• _Requirement_
Return each entry unchanged.

• _Material supplied_
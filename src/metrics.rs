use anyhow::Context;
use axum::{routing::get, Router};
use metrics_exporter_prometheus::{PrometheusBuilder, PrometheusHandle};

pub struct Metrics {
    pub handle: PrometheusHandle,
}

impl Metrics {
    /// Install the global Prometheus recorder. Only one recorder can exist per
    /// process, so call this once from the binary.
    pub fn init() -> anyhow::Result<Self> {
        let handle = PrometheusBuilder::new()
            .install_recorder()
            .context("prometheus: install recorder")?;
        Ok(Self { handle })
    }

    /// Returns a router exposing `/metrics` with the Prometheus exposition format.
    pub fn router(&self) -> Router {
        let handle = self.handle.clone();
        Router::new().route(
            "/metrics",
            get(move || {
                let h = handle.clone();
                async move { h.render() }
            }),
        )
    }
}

• _Output for this task_
filename src/metrics.rs
use anyhow::Context;
use axum::{routing::get, Router};
use metrics_exporter_prometheus::{PrometheusBuilder, PrometheusHandle};

pub struct Metrics {
    pub handle: PrometheusHandle,
}

impl Metrics {
    /// Install the global Prometheus recorder. Only one recorder can exist per
    /// process, so call this once from the binary.
    pub fn init() -> anyhow::Result<Self> {
        let handle = PrometheusBuilder::new()
            .install_recorder()
            .context("prometheus: install recorder")?;
        Ok(Self { handle })
    }

    /// Returns a router exposing `/metrics` with the Prometheus exposition format.
    pub fn router(&self) -> Router {
        let handle = self.handle.clone();
        Router::new().route(
            "/metrics",
            get(move || {
                let h = handle.clone();
                async move { h.render() }
            }),
        )
    }
}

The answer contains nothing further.